*EXERCISE DIRECTIONS*:
Among the records that follow, find the line with "impl<T: ?Sized, F: Fn(&T) ->" and the line with "Vote, Proposal, Commit". Set down those lines and all lines between them exactly, without adding anything.
[Start of Attachment]
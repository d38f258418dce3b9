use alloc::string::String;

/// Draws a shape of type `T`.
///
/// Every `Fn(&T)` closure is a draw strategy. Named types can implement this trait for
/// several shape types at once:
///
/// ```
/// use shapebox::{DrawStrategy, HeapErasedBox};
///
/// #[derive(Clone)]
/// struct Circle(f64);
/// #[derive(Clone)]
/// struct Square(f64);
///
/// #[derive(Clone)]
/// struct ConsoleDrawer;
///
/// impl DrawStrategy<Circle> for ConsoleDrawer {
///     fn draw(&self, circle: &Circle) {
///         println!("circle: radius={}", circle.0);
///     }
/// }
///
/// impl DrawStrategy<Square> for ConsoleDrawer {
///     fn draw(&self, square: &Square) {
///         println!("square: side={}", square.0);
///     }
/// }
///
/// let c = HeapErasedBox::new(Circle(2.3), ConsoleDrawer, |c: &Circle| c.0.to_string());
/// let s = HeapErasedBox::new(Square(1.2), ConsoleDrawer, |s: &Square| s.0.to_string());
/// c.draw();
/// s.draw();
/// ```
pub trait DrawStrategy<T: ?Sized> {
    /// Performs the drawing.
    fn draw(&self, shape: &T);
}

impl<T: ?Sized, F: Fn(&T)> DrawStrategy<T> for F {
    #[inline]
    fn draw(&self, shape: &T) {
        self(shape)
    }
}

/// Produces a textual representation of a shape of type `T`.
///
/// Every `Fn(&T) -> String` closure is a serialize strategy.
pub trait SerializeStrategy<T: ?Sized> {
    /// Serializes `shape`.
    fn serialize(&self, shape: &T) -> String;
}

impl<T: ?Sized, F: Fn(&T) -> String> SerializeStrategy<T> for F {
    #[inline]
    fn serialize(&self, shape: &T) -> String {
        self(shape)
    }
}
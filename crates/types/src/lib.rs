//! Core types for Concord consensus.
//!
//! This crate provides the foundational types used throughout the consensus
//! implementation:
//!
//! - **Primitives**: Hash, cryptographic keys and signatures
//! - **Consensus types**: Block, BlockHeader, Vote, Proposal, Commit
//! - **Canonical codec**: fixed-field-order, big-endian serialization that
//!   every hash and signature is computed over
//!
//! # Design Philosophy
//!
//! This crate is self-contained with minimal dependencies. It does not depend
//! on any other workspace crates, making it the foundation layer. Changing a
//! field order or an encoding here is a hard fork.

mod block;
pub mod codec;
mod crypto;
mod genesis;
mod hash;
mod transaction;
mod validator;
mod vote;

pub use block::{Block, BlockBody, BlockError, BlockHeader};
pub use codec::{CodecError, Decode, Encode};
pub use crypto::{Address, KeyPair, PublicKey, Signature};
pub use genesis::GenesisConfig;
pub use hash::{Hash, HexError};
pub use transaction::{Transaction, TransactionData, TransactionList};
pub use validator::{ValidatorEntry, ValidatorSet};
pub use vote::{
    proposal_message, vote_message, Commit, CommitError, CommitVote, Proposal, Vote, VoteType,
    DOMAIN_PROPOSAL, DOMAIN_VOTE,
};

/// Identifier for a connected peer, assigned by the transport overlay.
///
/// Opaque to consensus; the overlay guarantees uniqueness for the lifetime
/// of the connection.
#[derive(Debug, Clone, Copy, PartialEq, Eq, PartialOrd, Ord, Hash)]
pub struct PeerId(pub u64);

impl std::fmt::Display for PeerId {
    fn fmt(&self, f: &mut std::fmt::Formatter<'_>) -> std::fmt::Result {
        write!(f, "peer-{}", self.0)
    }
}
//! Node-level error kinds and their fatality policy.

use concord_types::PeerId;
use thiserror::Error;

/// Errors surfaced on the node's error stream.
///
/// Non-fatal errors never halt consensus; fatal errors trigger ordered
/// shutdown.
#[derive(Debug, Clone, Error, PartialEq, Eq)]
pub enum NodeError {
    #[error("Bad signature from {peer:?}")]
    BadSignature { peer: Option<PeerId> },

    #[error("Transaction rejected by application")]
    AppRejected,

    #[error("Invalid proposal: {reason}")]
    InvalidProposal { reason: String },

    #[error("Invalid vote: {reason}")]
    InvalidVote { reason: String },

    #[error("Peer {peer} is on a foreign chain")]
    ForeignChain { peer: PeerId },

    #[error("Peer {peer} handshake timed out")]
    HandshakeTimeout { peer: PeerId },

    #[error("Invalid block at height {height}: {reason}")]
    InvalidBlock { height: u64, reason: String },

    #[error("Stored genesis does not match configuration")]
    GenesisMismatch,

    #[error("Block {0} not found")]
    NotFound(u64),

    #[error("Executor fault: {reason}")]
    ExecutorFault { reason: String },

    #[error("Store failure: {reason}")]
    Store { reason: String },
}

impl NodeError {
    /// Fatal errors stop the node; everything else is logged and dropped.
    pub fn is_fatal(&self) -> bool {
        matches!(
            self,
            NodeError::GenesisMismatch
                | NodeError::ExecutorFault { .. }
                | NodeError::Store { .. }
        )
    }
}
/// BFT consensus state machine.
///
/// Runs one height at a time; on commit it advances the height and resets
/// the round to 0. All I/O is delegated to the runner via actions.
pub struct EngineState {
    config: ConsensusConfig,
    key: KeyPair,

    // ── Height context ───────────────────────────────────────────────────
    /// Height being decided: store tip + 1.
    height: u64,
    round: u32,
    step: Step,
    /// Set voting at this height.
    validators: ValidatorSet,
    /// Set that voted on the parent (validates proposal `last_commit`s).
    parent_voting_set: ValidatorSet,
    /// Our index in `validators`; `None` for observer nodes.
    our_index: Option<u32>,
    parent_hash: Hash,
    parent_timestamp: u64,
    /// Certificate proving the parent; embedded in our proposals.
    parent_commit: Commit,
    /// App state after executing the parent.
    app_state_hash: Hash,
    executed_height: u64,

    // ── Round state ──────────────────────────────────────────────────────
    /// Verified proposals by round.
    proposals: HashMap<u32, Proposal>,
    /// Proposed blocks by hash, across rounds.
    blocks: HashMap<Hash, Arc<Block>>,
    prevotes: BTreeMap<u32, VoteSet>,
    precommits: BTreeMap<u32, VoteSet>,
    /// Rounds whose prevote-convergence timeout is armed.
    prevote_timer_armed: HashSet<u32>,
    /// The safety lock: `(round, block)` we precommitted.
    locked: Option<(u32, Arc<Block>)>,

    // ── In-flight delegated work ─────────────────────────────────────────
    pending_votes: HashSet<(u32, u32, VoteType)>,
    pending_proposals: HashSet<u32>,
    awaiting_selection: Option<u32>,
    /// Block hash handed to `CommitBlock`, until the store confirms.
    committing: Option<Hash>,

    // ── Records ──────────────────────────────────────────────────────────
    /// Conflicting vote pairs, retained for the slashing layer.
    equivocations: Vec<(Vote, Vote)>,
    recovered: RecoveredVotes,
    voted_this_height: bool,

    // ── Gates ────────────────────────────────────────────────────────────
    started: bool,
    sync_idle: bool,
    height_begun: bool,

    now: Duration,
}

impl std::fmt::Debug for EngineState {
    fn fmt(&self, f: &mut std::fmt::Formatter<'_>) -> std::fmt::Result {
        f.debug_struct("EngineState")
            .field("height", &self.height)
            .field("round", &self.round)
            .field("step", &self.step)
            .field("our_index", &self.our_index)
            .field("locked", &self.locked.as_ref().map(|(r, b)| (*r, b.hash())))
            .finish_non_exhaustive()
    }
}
[End of Attachment]
*RESULT BELOW*:
impl<T: ?Sized, F: Fn(&T) -> String> SerializeStrategy<T> for F {
    #[inline]
    fn serialize(&self, shape: &T) -> String {
        self(shape)
    }
}
filename crates/types/src/lib.rs
//! Core types for Concord consensus.
//!
//! This crate provides the foundational types used throughout the consensus
//! implementation:
//!
//! - **Primitives**: Hash, cryptographic keys and signatures
//! - **Consensus types**: Block, BlockHeader, Vote, Proposal, Commit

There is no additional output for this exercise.